### Exercise data

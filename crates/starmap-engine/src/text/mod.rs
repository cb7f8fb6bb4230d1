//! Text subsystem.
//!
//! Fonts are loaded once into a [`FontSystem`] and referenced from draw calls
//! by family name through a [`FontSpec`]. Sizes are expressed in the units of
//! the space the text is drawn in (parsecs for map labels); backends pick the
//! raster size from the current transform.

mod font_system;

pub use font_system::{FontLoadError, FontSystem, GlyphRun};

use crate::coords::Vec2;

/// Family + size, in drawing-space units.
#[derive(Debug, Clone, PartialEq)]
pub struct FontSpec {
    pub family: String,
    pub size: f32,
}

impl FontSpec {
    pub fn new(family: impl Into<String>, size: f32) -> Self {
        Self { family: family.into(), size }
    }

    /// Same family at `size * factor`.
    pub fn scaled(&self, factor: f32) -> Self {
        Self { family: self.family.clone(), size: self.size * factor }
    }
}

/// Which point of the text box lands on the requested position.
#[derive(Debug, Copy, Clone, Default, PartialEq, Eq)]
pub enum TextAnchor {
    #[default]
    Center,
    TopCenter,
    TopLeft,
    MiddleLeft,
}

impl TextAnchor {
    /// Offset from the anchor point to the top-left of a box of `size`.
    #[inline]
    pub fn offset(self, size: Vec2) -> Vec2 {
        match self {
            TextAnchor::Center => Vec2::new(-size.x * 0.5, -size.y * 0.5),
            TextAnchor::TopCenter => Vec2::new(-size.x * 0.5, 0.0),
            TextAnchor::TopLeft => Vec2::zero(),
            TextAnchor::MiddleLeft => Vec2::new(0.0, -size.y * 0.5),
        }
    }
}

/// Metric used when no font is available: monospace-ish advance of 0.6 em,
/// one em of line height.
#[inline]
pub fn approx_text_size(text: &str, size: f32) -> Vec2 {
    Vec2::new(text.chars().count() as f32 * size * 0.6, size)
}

######

### Assignment
Where in the records does the word "from" appear? Copy each line that holds it.

### Answer section
//! Fonts are loaded once into a [`FontSystem`] and referenced from draw calls
//! raster size from the current transform.
    /// Offset from the anchor point to the top-left of a box of `size`.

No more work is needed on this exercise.